The McKinsey report into ‘How the World’s best-performing school systems come out on top’ states that investing in teachers is what matters most if you wish to improve student outcomes and performance.

At the heart of this, is how through changing behaviours, implementing Point of Learning assessment systems to capture this change, together with the development of communities of practice we can unlock the potential in citizens and create truly Smart Nations.

Over our next few blogs, we will investigate how education can reinvent itself to not only meet the needs of current and future learners, but also contribute to the global shift in the requirements of education.

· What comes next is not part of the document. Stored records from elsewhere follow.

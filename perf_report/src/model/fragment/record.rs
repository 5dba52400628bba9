//!
//! The serialized state of a single test.
//!

use std::path::PathBuf;

///
/// The serialized state of a single test.
///
#[derive(Debug, Clone, PartialEq, serde::Serialize, serde::Deserialize)]
#[serde(deny_unknown_fields)]
pub struct Record<T> {
    /// The test name, which is the name of the suite.
    pub name: String,
    /// The tested file or device.
    pub filename: PathBuf,
    /// The number of load generator jobs.
    pub numjobs: u32,
    /// The load generator queue depth.
    pub iodepth: u32,
    /// The load generator version the result was measured with.
    pub fio_version: String,
    /// The result payload.
    pub result: T,
}
//!
//! The I/O load generator.
//!

pub mod fio;
pub mod job;
pub mod measurement;
#[cfg(test)]
pub(crate) mod mock;

use self::job::Job;
use self::measurement::Measurement;

///
/// The I/O load generator the tests measure the device with.
///
pub trait LoadGenerator {
    ///
    /// Returns the load generator version string.
    ///
    fn version(&mut self) -> anyhow::Result<String>;

    ///
    /// Runs a single job to completion and returns its measurement.
    ///
    fn run(&mut self, job: &Job) -> anyhow::Result<Measurement>;
}
impl Chart {
    ///
    /// Returns the figure file stem for the suite `name`.
    ///
    pub fn file_stem(&self, name: &str) -> String {
        format!("{name}-{self}")
    }

    ///
    /// Extracts the chart data from a test fragment.
    ///
    pub fn table(&self, fragment: &Fragment) -> anyhow::Result<Table> {
        let table = match (self, fragment) {
            (Self::SteadyStateVerification(metric), fragment) => {
                let steady_state = match fragment {
                    Fragment::Iops(record) => record.result.steady_state.as_ref(),
                    Fragment::Latency(record) => Some(&record.result.steady_state),
                    Fragment::Throughput(record) => record.result.steady_state.as_ref(),
                    _ => None,
                }
                .ok_or_else(|| {
                    anyhow::anyhow!("The `{}` results have no steady state", fragment.kind())
                })?;
                Self::steady_state_verification(*metric, steady_state)
            }
            (Self::SteadyStateConvergence(metric @ Metric::Iops), Fragment::Iops(record)) => {
                let result = &record.result;
                let row = Self::write_only_row(result.mix_index(WRITE_ONLY_MIX))?;
                let mut table = Self::by_block_size(
                    format!("{metric} steady state convergence"),
                    "round",
                    metric.unit(),
                    result.block_sizes.as_slice(),
                );
                for (index, matrix) in result.rounds.iter().enumerate() {
                    let mut values = vec![(index + 1) as f64];
                    values.extend(Self::row(matrix, row)?.iter().copied());
                    table.push(values);
                }
                table
            }
            (
                Self::SteadyStateConvergence(metric @ Metric::Latency),
                Fragment::Latency(record),
            ) => {
                let result = &record.result;
                let row = Self::write_only_row(result.mix_index(WRITE_ONLY_MIX))?;
                let mut table = Self::by_block_size(
                    format!("{metric} steady state convergence"),
                    "round",
                    metric.unit(),
                    result.block_sizes.as_slice(),
                );
                for (index, matrix) in result.rounds.iter().enumerate() {
                    let mut values = vec![(index + 1) as f64];
                    values.extend(Self::row(matrix, row)?.iter().map(|latency| latency.mean));
                    table.push(values);
                }
                table
            }
            (Self::Measurement2D(metric @ Metric::Iops), Fragment::Iops(record)) => {
                let result = &record.result;
                let rounds =
                    Self::window(result.rounds.as_slice(), result.steady_state.as_ref())?;
                let mut table = Self::by_block_size(
                    format!("{metric} measurement"),
                    "read %",
                    metric.unit(),
                    result.block_sizes.as_slice(),
                );
                for (row, mix) in result.mixes.iter().enumerate() {
                    let mut values = vec![*mix as f64];
                    for column in 0..result.block_sizes.len() {
                        let cells = rounds
                            .iter()
                            .map(|matrix| Self::cell(matrix, row, column))
                            .collect::<anyhow::Result<Vec<f64>>>()?;
                        values.push(util::average(cells));
                    }
                    table.push(values);
                }
                table
            }
            (
                Self::Measurement2D(metric @ (Metric::AverageLatency | Metric::MaxLatency)),
                Fragment::Latency(record),
            ) => {
                let result = &record.result;
                let rounds = Self::window(result.rounds.as_slice(), Some(&result.steady_state))?;
                let mut table = Self::by_block_size(
                    format!("{metric} measurement"),
                    "read %",
                    metric.unit(),
                    result.block_sizes.as_slice(),
                );
                for (row, mix) in result.mixes.iter().enumerate() {
                    let mut values = vec![*mix as f64];
                    for column in 0..result.block_sizes.len() {
                        let cells = rounds
                            .iter()
                            .map(|matrix| -> anyhow::Result<f64> {
                                let latency = Self::cell(matrix, row, column)?;
                                Ok(if *metric == Metric::MaxLatency {
                                    latency.max
                                } else {
                                    latency.mean
                                })
                            })
                            .collect::<anyhow::Result<Vec<f64>>>()?;
                        values.push(util::average(cells));
                    }
                    table.push(values);
                }
                table
            }
            (Self::ThroughputConvergence(pattern), Fragment::Throughput(record)) => {
                let result = &record.result;
                let mut table = Self::by_block_size(
                    format!("TP {pattern} steady state convergence"),
                    "round",
                    Metric::Throughput.unit(),
                    result.block_sizes.as_slice(),
                );
                for (index, round) in result.rounds.iter().enumerate() {
                    let mut values = vec![(index + 1) as f64];
                    values.extend(round.iter().map(|bandwidth| match pattern {
                        Pattern::Read | Pattern::RandRead => bandwidth.read,
                        _ => bandwidth.write,
                    }));
                    table.push(values);
                }
                table
            }
            (Self::ThroughputMeasurement2D, Fragment::Throughput(record)) => {
                let result = &record.result;
                let rounds =
                    Self::window(result.rounds.as_slice(), result.steady_state.as_ref())?;
                let mut table = Table::new(
                    "TP measurement".to_owned(),
                    "block size",
                    Metric::Throughput.unit(),
                    vec!["block size".to_owned(), "read".to_owned(), "write".to_owned()],
                );
                for (column, block_size) in result.block_sizes.iter().enumerate() {
                    let cells = rounds
                        .iter()
                        .map(|round| {
                            round.get(column).copied().ok_or_else(|| {
                                anyhow::anyhow!("The throughput results have no column {column}")
                            })
                        })
                        .collect::<anyhow::Result<Vec<_>>>()?;
                    table.push(vec![
                        *block_size as f64,
                        util::average(cells.iter().map(|bandwidth| bandwidth.read)),
                        util::average(cells.iter().map(|bandwidth| bandwidth.write)),
                    ]);
                }
                table
            }
            (Self::WriteSaturationIops, Fragment::WriteSaturation(record)) => {
                let mut table = Table::new(
                    "Write saturation IOPS".to_owned(),
                    "round",
                    Metric::Iops.unit(),
                    vec!["round".to_owned(), "IOPS".to_owned()],
                );
                for (index, round) in record.result.rounds.iter().enumerate() {
                    table.push(vec![(index + 1) as f64, round.iops]);
                }
                table
            }
            (Self::WriteSaturationLatency, Fragment::WriteSaturation(record)) => {
                let mut table = Table::new(
                    "Write saturation latency".to_owned(),
                    "round",
                    Metric::Latency.unit(),
                    vec!["round".to_owned(), "mean".to_owned(), "max".to_owned()],
                );
                for (index, round) in record.result.rounds.iter().enumerate() {
                    table.push(vec![
                        (index + 1) as f64,
                        round.latency.mean,
                        round.latency.max,
                    ]);
                }
                table
            }
            (Self::IoDepthMeasurement(pattern), Fragment::IoDepth(record)) => {
                let result = &record.result;
                let series = result.series(*pattern).ok_or_else(|| {
                    anyhow::anyhow!("The IO depth results have no `{pattern}` series")
                })?;
                let mut table = Self::by_block_size(
                    format!("IO depth {pattern} measurement"),
                    "io depth",
                    Metric::Iops.unit(),
                    result.block_sizes.as_slice(),
                );
                for (io_depth, row) in result.io_depths.iter().zip(series.values.iter()) {
                    let mut values = vec![*io_depth as f64];
                    values.extend(row.iter().copied());
                    table.push(values);
                }
                table
            }
            (Self::HddIops, Fragment::Iops(record)) => {
                let result = &record.result;
                let mut table = Self::by_block_size(
                    "IOPS measurement".to_owned(),
                    "read %",
                    Metric::Iops.unit(),
                    result.block_sizes.as_slice(),
                );
                for (row, mix) in result.mixes.iter().enumerate() {
                    let mut values = vec![*mix as f64];
                    for column in 0..result.block_sizes.len() {
                        let cells = result
                            .rounds
                            .iter()
                            .map(|matrix| Self::cell(matrix, row, column))
                            .collect::<anyhow::Result<Vec<f64>>>()?;
                        values.push(util::average(cells));
                    }
                    table.push(values);
                }
                table
            }
            (Self::HddThroughput, Fragment::Throughput(record)) => {
                let mut table = Table::new(
                    "TP by disk region".to_owned(),
                    "region",
                    Metric::Throughput.unit(),
                    vec!["region".to_owned(), "read".to_owned(), "write".to_owned()],
                );
                for (index, round) in record.result.rounds.iter().enumerate() {
                    let bandwidth = round.first().ok_or_else(|| {
                        anyhow::anyhow!("The throughput region {} is empty", index + 1)
                    })?;
                    table.push(vec![(index + 1) as f64, bandwidth.read, bandwidth.write]);
                }
                table
            }
            (chart, fragment) => anyhow::bail!(
                "Chart `{chart}` cannot be drawn from `{}` results",
                fragment.kind()
            ),
        };
        Ok(table)
    }

    ///
    /// Builds the steady state verification table.
    ///
    fn steady_state_verification(metric: Metric, steady_state: &SteadyState) -> Table {
        let mut table = Table::new(
            format!("{metric} steady state verification"),
            "round",
            metric.unit(),
            vec![
                "round".to_owned(),
                metric.to_string(),
                "average".to_owned(),
                "120% average".to_owned(),
                "80% average".to_owned(),
                "slope".to_owned(),
            ],
        );
        let average = steady_state.average;
        for round in steady_state.window() {
            let Some(value) = steady_state.values.get(round) else {
                break;
            };
            table.push(vec![
                (round + 1) as f64,
                *value,
                average,
                average * 1.2,
                average * 0.8,
                steady_state.slope * round as f64 + steady_state.intercept,
            ]);
        }
        table
    }

    ///
    /// Creates a table with one series per block size.
    ///
    fn by_block_size(title: String, x_label: &str, y_label: &str, block_sizes: &[u64]) -> Table {
        let mut columns = Vec::with_capacity(block_sizes.len() + 1);
        columns.push(x_label.to_owned());
        columns.extend(block_sizes.iter().copied().map(util::block_size_label));
        Table::new(title, x_label, y_label, columns)
    }

    ///
    /// Unwraps the write-only mix row index.
    ///
    fn write_only_row(index: Option<usize>) -> anyhow::Result<usize> {
        index.ok_or_else(|| anyhow::anyhow!("The results have no write-only mix"))
    }

    ///
    /// Returns the `row` of a round matrix.
    ///
    fn row<T>(matrix: &[Vec<T>], row: usize) -> anyhow::Result<&[T]> {
        matrix
            .get(row)
            .map(Vec::as_slice)
            .ok_or_else(|| anyhow::anyhow!("The results have no row {row}"))
    }

    ///
    /// Returns the cell of a round matrix.
    ///
    fn cell<T: Copy>(matrix: &[Vec<T>], row: usize, column: usize) -> anyhow::Result<T> {
        matrix
            .get(row)
            .and_then(|cells| cells.get(column))
            .copied()
            .ok_or_else(|| {
                anyhow::anyhow!("The results have no cell at row {row}, column {column}")
            })
    }

    ///
    /// Returns the rounds of the measurement window, or all rounds without a steady state.
    ///
    fn window<'a, T>(
        rounds: &'a [T],
        steady_state: Option<&SteadyState>,
    ) -> anyhow::Result<&'a [T]> {
        let Some(steady_state) = steady_state else {
            return Ok(rounds);
        };
        if rounds.is_empty() {
            return Ok(rounds);
        }
        rounds.get(steady_state.window()).ok_or_else(|| {
            anyhow::anyhow!(
                "The measurement window {}..={} is out of the {} rounds",
                steady_state.first_round,
                steady_state.last_round,
                rounds.len()
            )
        })
    }
}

“In the future you will NOT get paid for what you know but HOW you apply what you know.”

Andreas Schleicher, OECD

The situation education finds itself varies  around the world with some countries fixated on a government agenda to drive standards based on knowledge and endless testing and other countries trying their best to raise the standard of teaching and at the same time reducing the content in the curriculum and introducing more learner based pedagogies at the same time.

If you believe OECD’s Schleicher then education systems need to ask themselves a very simple question, ‘Does our education provide students with the facilitation and environment to apply learning as well as gain knowledge’?  And in much the same way, ‘Do our teachers have the skills and knowledge alongside their professional behaviours to facilitate learning, rather than solely impart knowledge?

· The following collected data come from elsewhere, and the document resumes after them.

//!
//! The IOPS test result.
//!

use serde::Deserialize;

use crate::model::result::steady_state::SteadyState;
use crate::util;

///
/// The IOPS test result.
///
#[derive(Debug, Clone, PartialEq, serde::Serialize, serde::Deserialize)]
#[serde(deny_unknown_fields)]
pub struct IopsResult {
    /// The read percentages, one per matrix row.
    pub mixes: Vec<u8>,
    /// The block sizes in bytes, one per matrix column.
    pub block_sizes: Vec<u64>,
    /// The measured IOPS matrices, one per round.
    pub rounds: Vec<Vec<Vec<f64>>>,
    /// The steady state of the tracked IOPS.
    /// Rotating disks are measured without one, but the field must still be present.
    #[serde(deserialize_with = "Option::deserialize")]
    pub steady_state: Option<SteadyState>,
}

impl IopsResult {
    ///
    /// Returns the row index of the `mix` read percentage.
    ///
    pub fn mix_index(&self, mix: u8) -> Option<usize> {
        self.mixes.iter().position(|value| *value == mix)
    }

    ///
    /// Checks that every round is a mix by block size matrix with a steady state value.
    ///
    pub fn validate(&self) -> anyhow::Result<()> {
        for (index, matrix) in self.rounds.iter().enumerate() {
            util::check_matrix(matrix.as_slice(), self.mixes.len(), self.block_sizes.len())
                .map_err(|error| anyhow::anyhow!("Round {}: {error}", index + 1))?;
        }
        if let Some(steady_state) = self.steady_state.as_ref() {
            steady_state.validate(self.rounds.len())?;
        }
        Ok(())
    }
}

These may appear fairly simple questions at first, but global education has long been established to provide students with a fact-based knowledge education which relies on ‘one-off’ testing of their ability to recall.  Worse, testing tends not to inform future learning as John Collick said, it’s like having a sat nav that tells you where you are, nowhere to go.

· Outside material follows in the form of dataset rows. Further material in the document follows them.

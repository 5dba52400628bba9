//!
//! The persisted document reading error.
//!

use std::path::PathBuf;

use crate::model::kind::Kind;

///
/// The persisted document reading error.
///
#[derive(Debug, thiserror::Error)]
pub enum Error {
    /// Error reading the document file.
    #[error("Reading document {path:?}: {error}")]
    Reading {
        /// The underlying IO error.
        error: std::io::Error,
        /// The path to the document file.
        path: PathBuf,
    },
    /// Error parsing the document file, including missing and unknown fields.
    #[error("Parsing document {path:?}: {error}")]
    Parsing {
        /// The underlying JSON parsing error.
        error: serde_json::Error,
        /// The path to the document file.
        path: PathBuf,
    },
    /// The fragment results contradict their own dimensions.
    #[error("Document {path:?} holds inconsistent `{kind}` results: {message}")]
    Inconsistent {
        /// The fragment kind.
        kind: Kind,
        /// The inconsistency description.
        message: String,
        /// The path to the document file.
        path: PathBuf,
    },
    /// Empty file error.
    #[error("Document {path:?} is empty")]
    EmptyFile {
        /// The path to the document file.
        path: PathBuf,
    },
}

The truth is that the foundations of all education systems do not reflect the demands of the modern world, they are formulaic and ‘formal’ in their practice.  They are standards driven, and therefore narrow in their aims and values; and in a time where creativity, critical thinking, and complex problem solving are viewed as three of the most important skills in business, many theorists believe education in its current format not only suppresses these, but kills them off.

In recent years, a global narrative has emerged around the kinds of competences people need in order to play a successful role within the workplace and maintain a personal sense of wellbeing.

The demands for know-how, know what, know-why and know-who over the past few hundred years.  Knowing how to plant seeds, for example was a critical skill in the agricultural society and the others weren’t that necessary.  But production line schooling satisfied the needs of the booming industrial society and set the benchmark for the curriculum and systems which continue to provide the foundation of education today.   Miller shows that although knowledge has become commoditised, it still has a base function in society; however because the world is more complex and demands solutions to non-routine problems, the capacity to know-who is increasingly core to future growth and development. we need to understand it is unlikely that one person will understand every aspect of a system and will have to know other people and learn to work in a team.  The days of lone working are over.

Moreover, given the recent Covid-19 pandemic, education systems should aim to recover but not replicate the past – given that in many countries, the pre-COVID status quo was already characterized by too little learning, high levels of inequality, and slow progress.

Countries now have an opportunity to “build back better”: they can use the most effective crisis-recovery strategies as the basis for long-term improvements in areas like assessment, pedagogy, technology, financing, and parental involvement.